▶ **What to do**: Exactly reproduce each line of the listing that follows.
· · · · ·
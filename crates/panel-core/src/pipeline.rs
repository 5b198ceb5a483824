//! Consolidation pipeline: classify, rescale, collapse, difference, reconcile
//! and annotate a batch of raw extracts.

use std::collections::BTreeMap;

use panel_model::{CanonicalMonth, EngineConfig, EntityPanel, RawExtract, SourceKind, TradeBundle};

use crate::analytics::{EntityTable, annotate_entity};
use crate::classify::Classifier;
use crate::dedup::collapse_bundles;
use crate::differencer::{DifferenceGap, fill_current_from_ytd};
use crate::error::{CoreError, Result};
use crate::labels::LabelNormalizer;
use crate::reconcile::reconcile;
use crate::rescale::{REGIONAL_RESCALED_METRICS, REGIONAL_UNIT_CUTOVER};

/// Counters describing one consolidation run.
#[derive(Debug, Clone, Default, PartialEq)]
pub struct ConsolidationReport {
    pub national_extracts: usize,
    pub regional_extracts: usize,
    /// Non-empty cells coerced to missing.
    pub coerced_cells: usize,
    pub gaps: Vec<DifferenceGap>,
    /// National entities superseded by regional ones.
    pub replaced: Vec<String>,
    pub entities: usize,
    pub observations: usize,
}

/// Finalized panel with per-entity tables in output order.
#[derive(Debug, Clone, PartialEq)]
pub struct Consolidation {
    pub panel: EntityPanel,
    pub tables: Vec<EntityTable>,
    pub report: ConsolidationReport,
}

type Observations = BTreeMap<String, Vec<(CanonicalMonth, TradeBundle)>>;

/// Rebuilds the full entity panel from a batch of extracts.
pub fn consolidate(extracts: &[RawExtract], config: &EngineConfig) -> Result<Consolidation> {
    if extracts.is_empty() {
        return Err(CoreError::NoUsableExtracts);
    }

    let normalizer = LabelNormalizer::from_config(&config.labels);
    let classifier = Classifier::new(config, &normalizer);
    let mut report = ConsolidationReport::default();
    let mut national = Observations::new();
    let mut regional = Observations::new();

    let span = tracing::info_span!("normalize", extracts = extracts.len());
    let _guard = span.enter();

    for extract in extracts {
        let classified = classifier.classify(extract);
        report.coerced_cells += classified.coerced;
        if classified.coerced > 0 {
            tracing::warn!(
                extract = %extract.describe(),
                cells = classified.coerced,
                "Unparseable cells coerced to missing"
            );
        }
        let target = match classified.source {
            SourceKind::National => {
                report.national_extracts += 1;
                &mut national
            }
            SourceKind::Regional => {
                report.regional_extracts += 1;
                &mut regional
            }
        };
        for row in classified.rows {
            let mut bundle = row.bundle;
            if classified.source == SourceKind::Regional {
                REGIONAL_UNIT_CUTOVER.rescale_bundle(
                    classified.period,
                    &mut bundle,
                    &REGIONAL_RESCALED_METRICS,
                );
            }
            target
                .entry(row.entity)
                .or_default()
                .push((classified.period, bundle));
        }
    }

    let broad = assemble(national);
    let mut narrow = assemble(regional);
    let outcome = fill_current_from_ytd(&mut narrow, config.gap_policy);
    report.gaps = outcome.gaps;

    tracing::info!(
        national_entities = broad.len(),
        regional_entities = narrow.len(),
        "Assembled source panels"
    );

    let reconciled = reconcile(broad, narrow, &config.locations)?;
    if !reconciled.aggregate_renamed {
        tracing::warn!(
            label = %config.locations.aggregate_source,
            "Aggregate row not found in national extracts"
        );
    }
    report.replaced = reconciled.replaced;
    let panel = reconciled.panel;

    let tables = ordered_tables(&panel, config, &normalizer);
    report.entities = panel.len();
    report.observations = panel.observation_count();

    tracing::info!(
        entities = report.entities,
        observations = report.observations,
        gaps = report.gaps.len(),
        "Consolidated panel"
    );

    Ok(Consolidation {
        panel,
        tables,
        report,
    })
}

fn assemble(observations: Observations) -> EntityPanel {
    observations
        .into_iter()
        .map(|(entity, rows)| (entity, collapse_bundles(rows)))
        .filter(|(_, series)| !series.is_empty())
        .collect()
}

/// Configured entities first, in configured order, then any others by name.
fn ordered_tables(
    panel: &EntityPanel,
    config: &EngineConfig,
    normalizer: &LabelNormalizer,
) -> Vec<EntityTable> {
    let order = config.entity_order(|name| normalizer.normalize(name));
    let mut tables: Vec<EntityTable> = order
        .iter()
        .filter_map(|name| panel.entity(name).map(|series| annotate_entity(name, series)))
        .collect();
    for (name, series) in panel.iter() {
        if !order.contains(name) {
            tables.push(annotate_entity(name, series));
        }
    }
    tables
}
· · · · ·
▶ **Expected answer**:
filename crates/panel-core/src/pipeline.rs
repository 5b198ceb5a483824
//! Consolidation pipeline: classify, rescale, collapse, difference, reconcile
//! and annotate a batch of raw extracts.

use std::collections::BTreeMap;

use panel_model::{CanonicalMonth, EngineConfig, EntityPanel, RawExtract, SourceKind, TradeBundle};

use crate::analytics::{EntityTable, annotate_entity};
use crate::classify::Classifier;
use crate::dedup::collapse_bundles;
use crate::differencer::{DifferenceGap, fill_current_from_ytd};
use crate::error::{CoreError, Result};
use crate::labels::LabelNormalizer;
use crate::reconcile::reconcile;
use crate::rescale::{REGIONAL_RESCALED_METRICS, REGIONAL_UNIT_CUTOVER};

/// Counters describing one consolidation run.
#[derive(Debug, Clone, Default, PartialEq)]
pub struct ConsolidationReport {
    pub national_extracts: usize,
    pub regional_extracts: usize,
    /// Non-empty cells coerced to missing.
    pub coerced_cells: usize,
    pub gaps: Vec<DifferenceGap>,
    /// National entities superseded by regional ones.
    pub replaced: Vec<String>,
    pub entities: usize,
    pub observations: usize,
}

/// Finalized panel with per-entity tables in output order.
#[derive(Debug, Clone, PartialEq)]
pub struct Consolidation {
    pub panel: EntityPanel,
    pub tables: Vec<EntityTable>,
    pub report: ConsolidationReport,
}

type Observations = BTreeMap<String, Vec<(CanonicalMonth, TradeBundle)>>;

/// Rebuilds the full entity panel from a batch of extracts.
pub fn consolidate(extracts: &[RawExtract], config: &EngineConfig) -> Result<Consolidation> {
    if extracts.is_empty() {
        return Err(CoreError::NoUsableExtracts);
    }

    let normalizer = LabelNormalizer::from_config(&config.labels);
    let classifier = Classifier::new(config, &normalizer);
    let mut report = ConsolidationReport::default();
    let mut national = Observations::new();
    let mut regional = Observations::new();

    let span = tracing::info_span!("normalize", extracts = extracts.len());
    let _guard = span.enter();

    for extract in extracts {
        let classified = classifier.classify(extract);
        report.coerced_cells += classified.coerced;
        if classified.coerced > 0 {
            tracing::warn!(
                extract = %extract.describe(),
                cells = classified.coerced,
                "Unparseable cells coerced to missing"
            );
        }
        let target = match classified.source {
            SourceKind::National => {
                report.national_extracts += 1;
                &mut national
            }
            SourceKind::Regional => {
                report.regional_extracts += 1;
                &mut regional
            }
        };
        for row in classified.rows {
            let mut bundle = row.bundle;
            if classified.source == SourceKind::Regional {
                REGIONAL_UNIT_CUTOVER.rescale_bundle(
                    classified.period,
                    &mut bundle,
                    &REGIONAL_RESCALED_METRICS,
                );
            }
            target
                .entry(row.entity)
                .or_default()
                .push((classified.period, bundle));
        }
    }

    let broad = assemble(national);
    let mut narrow = assemble(regional);
    let outcome = fill_current_from_ytd(&mut narrow, config.gap_policy);
    report.gaps = outcome.gaps;

    tracing::info!(
        national_entities = broad.len(),
        regional_entities = narrow.len(),
        "Assembled source panels"
    );

    let reconciled = reconcile(broad, narrow, &config.locations)?;
    if !reconciled.aggregate_renamed {
        tracing::warn!(
            label = %config.locations.aggregate_source,
            "Aggregate row not found in national extracts"
        );
    }
    report.replaced = reconciled.replaced;
    let panel = reconciled.panel;

    let tables = ordered_tables(&panel, config, &normalizer);
    report.entities = panel.len();
    report.observations = panel.observation_count();

    tracing::info!(
        entities = report.entities,
        observations = report.observations,
        gaps = report.gaps.len(),
        "Consolidated panel"
    );

    Ok(Consolidation {
        panel,
        tables,
        report,
    })
}

fn assemble(observations: Observations) -> EntityPanel {
    observations
        .into_iter()
        .map(|(entity, rows)| (entity, collapse_bundles(rows)))
        .filter(|(_, series)| !series.is_empty())
        .collect()
}

/// Configured entities first, in configured order, then any others by name.
fn ordered_tables(
    panel: &EntityPanel,
    config: &EngineConfig,
    normalizer: &LabelNormalizer,
) -> Vec<EntityTable> {
    let order = config.entity_order(|name| normalizer.normalize(name));
    let mut tables: Vec<EntityTable> = order
        .iter()
        .filter_map(|name| panel.entity(name).map(|series| annotate_entity(name, series)))
        .collect();
    for (name, series) in panel.iter() {
        if !order.contains(name) {
            tables.push(annotate_entity(name, series));
        }
    }
    tables
}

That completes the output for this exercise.